Most of us rarely find any time for physical exertions in your busy daily routines. We all desire to have an optimum fitness levels and physical toughness but this cannot be achieved without performing physical workouts on regular basis. It is true that most people don’t have enough spare time to go to gym for exercises but you can take some time out of your busy routine for performing stretching exercises at home. These simple moves have immense benefits in the long run and you will feel your body becoming stronger and more attractive.

Instructions

  • 1

    Stretching Your Pelvis and Thighs

    You have to make these stretching moves on a flat ground.
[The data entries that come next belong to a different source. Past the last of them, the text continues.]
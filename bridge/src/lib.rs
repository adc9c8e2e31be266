//! Exposes libopus encode/decode across a foreign-function boundary.
//!
//! A caller outside Rust never sees codec state directly. It receives an
//! opaque 64-bit [`Token`] from an init call, passes it back with each
//! frame, and hands it to a release call when done.
//!
//! - [`registry`]: the handle manager. Issues tokens, resolves them, frees
//!   sessions on release. Released and never-issued tokens are rejected.
//! - [`transcoder`]: one PCM frame to one packet and back, through
//!   call-scoped scratch buffers sized by [`BridgeConfig`].
//! - [`api`]: the sentinel surface (`0` token, `None` bytes) over a
//!   process-wide registry.
//! - [`capi`]: `extern "C"` exports.
//! - `jni` (feature `jni`): exports for the Android `OpusCodec` class.
//!
//! # Example
//!
//! ```no_run
//! use opusbridge::{DecoderConfig, EncoderConfig, Registry};
//!
//! let registry = Registry::default();
//! let enc = registry.create_encoder(&EncoderConfig::default()).unwrap();
//! let dec = registry.create_decoder(&DecoderConfig::default()).unwrap();
//!
//! let pcm = vec![0u8; 640]; // 20ms of 16kHz mono silence
//! let packet = registry.encode(enc, &pcm, 320).unwrap();
//! let decoded = registry.decode(dec, &packet, 320).unwrap();
//! assert_eq!(decoded.len(), 640);
//! ```
//!
//! # Thread Safety
//!
//! Different tokens may be used from different threads at the same time.
//! Calls on one token are serialized by that session's lock.

pub mod api;
pub mod capi;
pub mod config;
mod error;
pub mod logging;
pub mod registry;
pub mod session;
pub mod transcoder;

#[cfg(feature = "jni")]
pub mod jni;

#[cfg(test)]
mod tests;

pub use config::BridgeConfig;
pub use error::BridgeError;
pub use registry::Registry;
pub use session::{DecoderConfig, DecoderSession, EncoderConfig, EncoderSession, Role, Token};

pub use opusbridge_codec::{Application, CodecError, ErrorCode};
static REGISTRY: LazyLock<FxHashMap<&'static str, TypeResolver>> = LazyLock::new(|| {
    use TypeResolver::{Bespoke, Simple, WithArn};

    let mut registry = FxHashMap::default();
    registry.insert("AWS::IAM::Role", Bespoke(role as BespokeFn));
    registry.insert(
        "AWS::Lambda::Function",
        WithArn {
            id_property: "FunctionName",
            arn: ArnTemplate::new("lambda").resource("function"),
            ref_is_arn: false,
            id_suffix: "",
        },
    );
    registry.insert(
        "AWS::EC2::SecurityGroup",
        Simple {
            id_property: "GroupId",
        },
    );
    registry.insert("AWS::S3::Bucket", Bespoke(bucket as BespokeFn));
    registry.insert(
        "AWS::KMS::Key",
        WithArn {
            id_property: "KeyId",
            arn: ArnTemplate::new("kms").resource("key").slash_separated(),
            ref_is_arn: false,
            id_suffix: "",
        },
    );
    registry.insert(
        "AWS::CodeDeploy::Application",
        Simple {
            id_property: "ApplicationName",
        },
    );
    registry.insert(
        "AWS::IAM::InstanceProfile",
        WithArn {
            id_property: "InstanceProfileName",
            arn: ArnTemplate::new("iam")
                .resource("instance-profile")
                .slash_separated()
                .global(),
            ref_is_arn: false,
            id_suffix: "",
        },
    );
    registry.insert(
        "AWS::CodeDeploy::DeploymentGroup",
        Simple {
            id_property: "DeploymentGroupName",
        },
    );
    registry.insert("AWS::CodeCommit::Repository", Bespoke(repository as BespokeFn));
    registry.insert(
        "AWS::IAM::ManagedPolicy",
        Simple {
            id_property: "ManagedPolicyName",
        },
    );
    registry.insert(
        "AWS::CodePipeline::Pipeline",
        Simple {
            id_property: "Name",
        },
    );
    registry.insert(
        "AWS::CodeBuild::Project",
        WithArn {
            id_property: "Name",
            arn: ArnTemplate::new("codebuild")
                .resource("project")
                .slash_separated(),
            ref_is_arn: false,
            id_suffix: "",
        },
    );
    registry.insert(
        "AWS::ECR::Repository",
        WithArn {
            id_property: "Name",
            arn: ArnTemplate::new("ecr")
                .resource("repository")
                .slash_separated(),
            ref_is_arn: false,
            id_suffix: "",
        },
    );
    registry.insert("AWS::ImageBuilder::Component", Bespoke(component as BespokeFn));
    registry.insert(
        "AWS::ImageBuilder::DistributionConfiguration",
        WithArn {
            id_property: "Name",
            arn: ArnTemplate::new("imagebuilder")
                .resource("distribution-configuration")
                .slash_separated(),
            ref_is_arn: true,
            id_suffix: "",
        },
    );
    registry.insert(
        "AWS::ImageBuilder::ImageRecipe",
        WithArn {
            id_property: "Name",
            arn: ArnTemplate::new("imagebuilder")
                .resource("image-recipe")
                .slash_separated(),
            ref_is_arn: true,
            id_suffix: "",
        },
    );
    registry.insert(
        "AWS::SecretsManager::Secret",
        WithArn {
            id_property: "Name",
            arn: ArnTemplate::new("secretsmanager").resource("secret"),
            ref_is_arn: true,
            // Secret ARNs carry a random tail; a fixed stand-in keeps the
            // simulation deterministic.
            id_suffix: "-abc",
        },
    );
    registry.insert(
        "AWS::IAM::User",
        WithArn {
            id_property: "UserName",
            arn: ArnTemplate::new("iam")
                .resource("user")
                .slash_separated()
                .global(),
            ref_is_arn: false,
            id_suffix: "",
        },
    );
    registry.insert(
        "AWS::IAM::Group",
        WithArn {
            id_property: "GroupName",
            arn: ArnTemplate::new("iam")
                .resource("group")
                .slash_separated()
                .global(),
            ref_is_arn: false,
            id_suffix: "",
        },
    );
    registry.insert(
        "AWS::SNS::Topic",
        WithArn {
            id_property: "TopicName",
            arn: ArnTemplate::new("sns").resource("topic"),
            ref_is_arn: true,
            id_suffix: "",
        },
    );
    registry.insert("AWS::Lambda::LayerVersion", Bespoke(layer_version as BespokeFn));
    registry.insert(
        "AWS::StepFunctions::StateMachine",
        WithArn {
            id_property: "StateMachineName",
            arn: ArnTemplate::new("states").resource("statemachine"),
            ref_is_arn: true,
            id_suffix: "",
        },
    );
    registry.insert(
        "AWS::Events::Rule",
        WithArn {
            id_property: "Name",
            arn: ArnTemplate::new("events").resource("rule").slash_separated(),
            ref_is_arn: false,
            id_suffix: "",
        },
    );
    registry.insert("AWS::SageMaker::Domain", Bespoke(sagemaker_domain as BespokeFn));
    registry.insert(
        "AWS::AutoScaling::AutoScalingGroup",
        Simple {
            id_property: "AutoScalingGroupName",
        },
    );
    registry.insert("AWS::ApiGateway::RestApi", Bespoke(rest_api as BespokeFn));
    registry.insert(
        "AWS::ApiGateway::Deployment",
        Simple {
            id_property: "DeploymentId",
        },
    );
    registry.insert(
        "AWS::ApiGateway::Stage",
        Simple {
            id_property: "StageName",
        },
    );
    registry.insert(
        "AWS::ApiGateway::Resource",
        Simple {
            id_property: "ResourceId",
        },
    );
    registry.insert("AWS::Lambda::Alias", Bespoke(lambda_alias as BespokeFn));
    registry.insert(
        "AWS::Logs::LogGroup",
        WithArn {
            id_property: "LogGroupName",
            arn: ArnTemplate::new("logs")
                .resource("log-group:")
                .slash_separated(),
            ref_is_arn: false,
            id_suffix: "",
        },
    );
    registry.insert(
        "AWS::GuardDuty::Detector",
        Simple {
            id_property: "DetectorId",
        },
    );
    registry.insert(
        "AWS::Route53::HostedZone",
        Simple {
            id_property: "HostedZoneId",
        },
    );
    registry.insert(
        "AWS::ServiceCatalog::TagOption",
        Simple {
            id_property: "TagOptionId",
        },
    );
    registry.insert("AWS::SSM::Parameter", Bespoke(ssm_parameter as BespokeFn));
    registry.insert(
        "AWS::SSM::Document",
        Simple {
            id_property: "Name",
        },
    );
    registry.insert(
        "AWS::SSM::MaintenanceWindow",
        Simple {
            id_property: "MaintenanceWindowId",
        },
    );
    registry.insert(
        "AWS::SSM::MaintenanceWindowTarget",
        Simple {
            id_property: "MaintenanceWindowTargetId",
        },
    );
    registry.insert("AWS::EC2::LaunchTemplate", Bespoke(launch_template as BespokeFn));
    registry.insert(
        "AWS::EC2::NetworkAcl",
        Simple { id_property: "Id" },
    );
    registry.insert(
        "AWS::EC2::TransitGatewayAttachment",
        Simple { id_property: "Id" },
    );
    registry.insert(
        "AWS::EC2::DHCPOptions",
        Simple {
            id_property: "DhcpOptionsId",
        },
    );
    registry.insert(
        "AWS::EC2::InternetGateway",
        Simple {
            id_property: "InternetGatewayId",
        },
    );
    registry.insert(
        "AWS::EC2::RouteTable",
        Simple {
            id_property: "RouteTableId",
        },
    );
    registry.insert("AWS::EC2::VPC", Bespoke(vpc as BespokeFn));
    registry.insert("AWS::EC2::Subnet", Bespoke(subnet as BespokeFn));
    registry.insert(
        "AWS::EC2::VPNGateway",
        Simple {
            id_property: "VPNGatewayId",
        },
    );
    registry.insert(
        "AWS::EC2::VPCPeeringConnection",
        Simple { id_property: "Id" },
    );
    registry.insert(
        "AWS::RDS::DBSubnetGroup",
        Simple {
            id_property: "DBSubnetGroupName",
        },
    );
    registry
});
//! Template resolution engine
//!
//! The recursive tree rewriter, the intrinsic-function implementations,
//! reference resolution, condition evaluation and resource pruning.

mod context;
mod engine;
mod error;

pub use context::TemplateContext;
pub use engine::{NO_VALUE, Resolved, TemplateEngine};
pub use error::{ResolveError, ResolveResult};
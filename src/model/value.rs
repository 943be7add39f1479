// Small helpers over the JSON value model

use serde_json::Value;

/// Human-readable name of a JSON value's kind, for error messages
pub fn type_name(value: &Value) -> &'static str {
    match value {
        Value::Null => "null",
        Value::Bool(_) => "boolean",
        Value::Number(_) => "number",
        Value::String(_) => "string",
        Value::Array(_) => "sequence",
        Value::Object(_) => "mapping",
    }
}

/// Coerce a scalar to its string form; `None` for null and compound values
pub fn scalar_to_string(value: &Value) -> Option<String> {
    match value {
        Value::String(s) => Some(s.clone()),
        Value::Number(n) => Some(n.to_string()),
        Value::Bool(b) => Some(b.to_string()),
        _ => None,
    }
}

#[cfg(test)]
mod tests {
    use super::*;
    use serde_json::json;

    #[test]
    fn test_scalar_coercion() {
        assert_eq!(scalar_to_string(&json!("a")), Some("a".to_string()));
        assert_eq!(scalar_to_string(&json!(3)), Some("3".to_string()));
        assert_eq!(scalar_to_string(&json!(true)), Some("true".to_string()));
        assert_eq!(scalar_to_string(&json!(null)), None);
        assert_eq!(scalar_to_string(&json!([1])), None);
    }

    #[test]
    fn test_type_names() {
        assert_eq!(type_name(&json!({})), "mapping");
        assert_eq!(type_name(&json!([])), "sequence");
        assert_eq!(type_name(&json!("x")), "string");
    }
}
Place a carpet or thick towel on the floor and lie onto it, keeping your face towards the ceiling. Your shoulders must keep touching the ground and you have to bend your knees up, putting your feet flat on the floor. Now slowly start lower your one knee sideways and keep stretching it until it touches the floor. If your knee doesn’t touch the floor, you not have to force it but see your comfort first. Hold your knee close to the floor for about 5 seconds and then slowly bring your knee upwards to its initial position. Hold you knee there for 5 second and the repeat the step for 6 to 7 times with both of your legs.

  • 2

    Stretching Your Hamstrings

    Stand upright behind s chair and hold the back of it while fully extending his both arms. Now keep straight your back and shoulders, and slowly keep bending over the chair to make your body parallel to the floor. Keep your back bend parallel to the ground for 5 second s and then return to the upright position. Repeat this move 6 to 7 times.

  • 3

    Stretching Your Wrists

    Stand straight up in the praying position, joining both your palms, while keeping your elbows at your side and your hands pointing towards the ceiling. Now start raising your elbows until they become parallel to the floor. You might not be able to raise your elbows this much high but keep pushing as far as you comfortably can. Hold your elbows high for 10 to 15 seconds before slowly returning to the mean position. You should repeat this move 6 to 7 times.